> **What needs to be done**:
Run through the data and copy out every line that mentions the word "String".

> **Dataset entries**:
○ ○ ○ ○ ○ ○ ○

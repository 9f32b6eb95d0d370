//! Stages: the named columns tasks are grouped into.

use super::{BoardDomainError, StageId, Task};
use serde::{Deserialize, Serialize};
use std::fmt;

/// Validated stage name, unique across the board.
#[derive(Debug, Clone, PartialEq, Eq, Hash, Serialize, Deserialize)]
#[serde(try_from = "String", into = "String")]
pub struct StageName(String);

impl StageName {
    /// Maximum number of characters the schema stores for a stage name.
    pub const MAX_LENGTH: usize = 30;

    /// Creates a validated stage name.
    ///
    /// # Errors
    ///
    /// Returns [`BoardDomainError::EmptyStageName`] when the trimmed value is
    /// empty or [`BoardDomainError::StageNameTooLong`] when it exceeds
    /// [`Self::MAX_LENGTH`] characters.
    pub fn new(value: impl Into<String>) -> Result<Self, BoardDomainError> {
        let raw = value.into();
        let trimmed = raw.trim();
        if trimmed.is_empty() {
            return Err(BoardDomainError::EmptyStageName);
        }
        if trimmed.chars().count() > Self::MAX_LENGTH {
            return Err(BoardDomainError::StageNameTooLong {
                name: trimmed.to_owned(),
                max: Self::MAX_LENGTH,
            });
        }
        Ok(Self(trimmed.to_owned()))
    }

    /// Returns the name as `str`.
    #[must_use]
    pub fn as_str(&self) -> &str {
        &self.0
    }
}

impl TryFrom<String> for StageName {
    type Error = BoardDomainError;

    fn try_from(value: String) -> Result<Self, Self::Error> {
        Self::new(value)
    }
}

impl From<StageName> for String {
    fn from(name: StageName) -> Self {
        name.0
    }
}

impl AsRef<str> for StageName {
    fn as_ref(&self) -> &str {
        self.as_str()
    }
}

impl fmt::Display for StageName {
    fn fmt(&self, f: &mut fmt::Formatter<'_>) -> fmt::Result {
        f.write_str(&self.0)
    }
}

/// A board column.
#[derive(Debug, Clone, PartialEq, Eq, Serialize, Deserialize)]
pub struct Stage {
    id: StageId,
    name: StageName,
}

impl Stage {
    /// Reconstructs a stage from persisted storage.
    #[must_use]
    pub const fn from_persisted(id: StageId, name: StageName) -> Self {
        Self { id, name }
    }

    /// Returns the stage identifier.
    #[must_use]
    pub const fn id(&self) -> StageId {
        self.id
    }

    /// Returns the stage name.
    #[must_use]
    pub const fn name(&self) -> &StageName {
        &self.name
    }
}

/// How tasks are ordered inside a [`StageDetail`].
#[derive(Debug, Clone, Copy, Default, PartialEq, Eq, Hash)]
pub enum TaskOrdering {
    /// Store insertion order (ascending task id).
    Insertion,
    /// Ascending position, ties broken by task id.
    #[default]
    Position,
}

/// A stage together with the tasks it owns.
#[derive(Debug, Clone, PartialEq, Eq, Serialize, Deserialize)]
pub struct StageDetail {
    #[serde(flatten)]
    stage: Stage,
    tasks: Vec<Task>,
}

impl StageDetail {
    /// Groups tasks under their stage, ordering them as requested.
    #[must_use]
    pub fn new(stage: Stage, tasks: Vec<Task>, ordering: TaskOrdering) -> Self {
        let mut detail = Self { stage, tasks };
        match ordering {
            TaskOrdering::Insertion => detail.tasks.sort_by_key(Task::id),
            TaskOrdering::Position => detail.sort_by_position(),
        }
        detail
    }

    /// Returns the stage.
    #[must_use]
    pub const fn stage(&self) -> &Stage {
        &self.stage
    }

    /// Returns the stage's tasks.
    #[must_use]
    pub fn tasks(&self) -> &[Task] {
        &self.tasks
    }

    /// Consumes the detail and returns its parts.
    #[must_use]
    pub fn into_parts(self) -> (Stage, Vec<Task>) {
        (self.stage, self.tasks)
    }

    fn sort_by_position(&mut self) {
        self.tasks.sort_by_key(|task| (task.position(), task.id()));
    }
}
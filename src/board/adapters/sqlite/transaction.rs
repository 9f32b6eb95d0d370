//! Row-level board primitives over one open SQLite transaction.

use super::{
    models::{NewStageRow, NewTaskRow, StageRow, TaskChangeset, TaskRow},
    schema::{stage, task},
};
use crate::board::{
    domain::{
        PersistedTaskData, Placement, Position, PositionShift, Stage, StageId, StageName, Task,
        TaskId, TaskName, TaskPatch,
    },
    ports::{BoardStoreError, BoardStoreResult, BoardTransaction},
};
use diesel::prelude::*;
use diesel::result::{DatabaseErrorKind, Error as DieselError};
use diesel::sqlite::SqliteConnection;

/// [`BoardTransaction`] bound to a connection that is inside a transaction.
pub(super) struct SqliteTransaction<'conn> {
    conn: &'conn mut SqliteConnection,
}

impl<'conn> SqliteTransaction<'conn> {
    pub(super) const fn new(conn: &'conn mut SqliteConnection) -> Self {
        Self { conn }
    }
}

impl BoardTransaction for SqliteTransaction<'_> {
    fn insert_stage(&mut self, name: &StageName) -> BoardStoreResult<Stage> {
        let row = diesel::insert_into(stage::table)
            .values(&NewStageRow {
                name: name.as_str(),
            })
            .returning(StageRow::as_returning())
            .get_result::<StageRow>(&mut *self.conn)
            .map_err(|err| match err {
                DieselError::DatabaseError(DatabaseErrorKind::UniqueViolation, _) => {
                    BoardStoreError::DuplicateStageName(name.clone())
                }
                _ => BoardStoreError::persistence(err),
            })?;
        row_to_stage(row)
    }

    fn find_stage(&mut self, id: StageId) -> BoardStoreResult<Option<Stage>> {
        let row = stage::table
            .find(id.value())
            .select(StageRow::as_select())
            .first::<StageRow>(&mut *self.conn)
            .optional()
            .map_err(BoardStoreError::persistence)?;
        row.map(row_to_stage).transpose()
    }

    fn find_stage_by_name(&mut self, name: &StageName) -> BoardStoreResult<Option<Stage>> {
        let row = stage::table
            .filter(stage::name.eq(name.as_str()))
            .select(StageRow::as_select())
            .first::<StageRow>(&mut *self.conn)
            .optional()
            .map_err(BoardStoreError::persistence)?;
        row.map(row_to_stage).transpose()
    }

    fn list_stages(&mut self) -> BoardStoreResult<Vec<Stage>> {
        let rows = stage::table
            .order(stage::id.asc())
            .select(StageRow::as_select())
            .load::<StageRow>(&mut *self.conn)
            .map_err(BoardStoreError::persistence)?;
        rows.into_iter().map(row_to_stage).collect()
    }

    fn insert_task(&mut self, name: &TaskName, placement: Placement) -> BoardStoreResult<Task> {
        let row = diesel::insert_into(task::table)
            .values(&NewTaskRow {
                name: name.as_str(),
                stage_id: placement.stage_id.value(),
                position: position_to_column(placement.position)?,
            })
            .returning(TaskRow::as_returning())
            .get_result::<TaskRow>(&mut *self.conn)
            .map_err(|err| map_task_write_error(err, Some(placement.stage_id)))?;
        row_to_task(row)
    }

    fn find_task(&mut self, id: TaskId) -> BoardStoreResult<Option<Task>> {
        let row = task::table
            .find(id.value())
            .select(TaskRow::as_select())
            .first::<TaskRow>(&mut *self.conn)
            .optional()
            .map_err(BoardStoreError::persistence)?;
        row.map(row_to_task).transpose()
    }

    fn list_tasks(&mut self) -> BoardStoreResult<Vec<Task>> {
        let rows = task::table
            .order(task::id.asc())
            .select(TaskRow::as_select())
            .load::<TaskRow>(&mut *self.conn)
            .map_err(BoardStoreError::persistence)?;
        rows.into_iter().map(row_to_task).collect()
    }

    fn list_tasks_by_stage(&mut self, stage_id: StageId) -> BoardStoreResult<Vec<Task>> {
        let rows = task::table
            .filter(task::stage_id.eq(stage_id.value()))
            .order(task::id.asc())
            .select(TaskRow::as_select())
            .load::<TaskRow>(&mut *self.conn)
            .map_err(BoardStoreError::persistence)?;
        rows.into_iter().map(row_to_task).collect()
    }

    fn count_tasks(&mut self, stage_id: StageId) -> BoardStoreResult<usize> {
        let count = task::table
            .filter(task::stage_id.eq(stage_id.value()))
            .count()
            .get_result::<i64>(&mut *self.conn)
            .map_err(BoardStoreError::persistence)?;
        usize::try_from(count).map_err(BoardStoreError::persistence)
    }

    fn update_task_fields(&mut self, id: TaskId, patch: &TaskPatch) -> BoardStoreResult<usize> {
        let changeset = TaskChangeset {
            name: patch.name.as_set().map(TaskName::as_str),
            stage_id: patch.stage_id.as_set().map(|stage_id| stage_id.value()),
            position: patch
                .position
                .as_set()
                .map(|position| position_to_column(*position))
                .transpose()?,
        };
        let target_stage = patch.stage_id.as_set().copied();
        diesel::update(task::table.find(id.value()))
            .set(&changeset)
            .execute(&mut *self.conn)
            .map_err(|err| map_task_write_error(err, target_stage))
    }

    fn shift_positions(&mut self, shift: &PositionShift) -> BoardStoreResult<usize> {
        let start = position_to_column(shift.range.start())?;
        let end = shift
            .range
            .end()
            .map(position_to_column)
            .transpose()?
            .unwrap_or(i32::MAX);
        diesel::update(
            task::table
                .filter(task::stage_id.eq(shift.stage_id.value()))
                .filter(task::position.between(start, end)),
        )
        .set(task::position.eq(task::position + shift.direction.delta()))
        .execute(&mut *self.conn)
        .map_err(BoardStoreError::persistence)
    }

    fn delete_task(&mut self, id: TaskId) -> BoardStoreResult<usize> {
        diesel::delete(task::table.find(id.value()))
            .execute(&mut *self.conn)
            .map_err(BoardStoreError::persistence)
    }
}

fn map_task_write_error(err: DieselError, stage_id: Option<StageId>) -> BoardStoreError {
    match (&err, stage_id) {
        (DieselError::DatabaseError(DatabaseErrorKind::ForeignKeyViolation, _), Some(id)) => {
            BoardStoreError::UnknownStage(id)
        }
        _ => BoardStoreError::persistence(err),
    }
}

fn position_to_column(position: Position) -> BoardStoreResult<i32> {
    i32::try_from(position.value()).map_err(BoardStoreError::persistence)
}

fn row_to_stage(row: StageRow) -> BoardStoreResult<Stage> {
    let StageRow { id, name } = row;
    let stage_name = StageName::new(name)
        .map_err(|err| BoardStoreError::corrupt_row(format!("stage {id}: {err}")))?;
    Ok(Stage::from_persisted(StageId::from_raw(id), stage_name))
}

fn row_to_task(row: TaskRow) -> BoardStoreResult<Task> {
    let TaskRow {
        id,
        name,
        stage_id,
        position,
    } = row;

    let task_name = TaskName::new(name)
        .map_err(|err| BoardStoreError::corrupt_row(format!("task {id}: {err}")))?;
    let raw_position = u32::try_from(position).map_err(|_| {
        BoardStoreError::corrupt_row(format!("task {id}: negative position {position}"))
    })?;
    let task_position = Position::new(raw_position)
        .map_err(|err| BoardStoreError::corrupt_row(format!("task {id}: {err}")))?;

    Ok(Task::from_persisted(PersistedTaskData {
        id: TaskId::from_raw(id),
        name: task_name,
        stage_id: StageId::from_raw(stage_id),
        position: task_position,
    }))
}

○ ○ ○ ○ ○ ○ ○

> **Answer below**:
#[serde(try_from = "String", into = "String")]
pub struct StageName(String);
    pub fn new(value: impl Into<String>) -> Result<Self, BoardDomainError> {
impl TryFrom<String> for StageName {
    fn try_from(value: String) -> Result<Self, Self::Error> {
impl From<StageName> for String {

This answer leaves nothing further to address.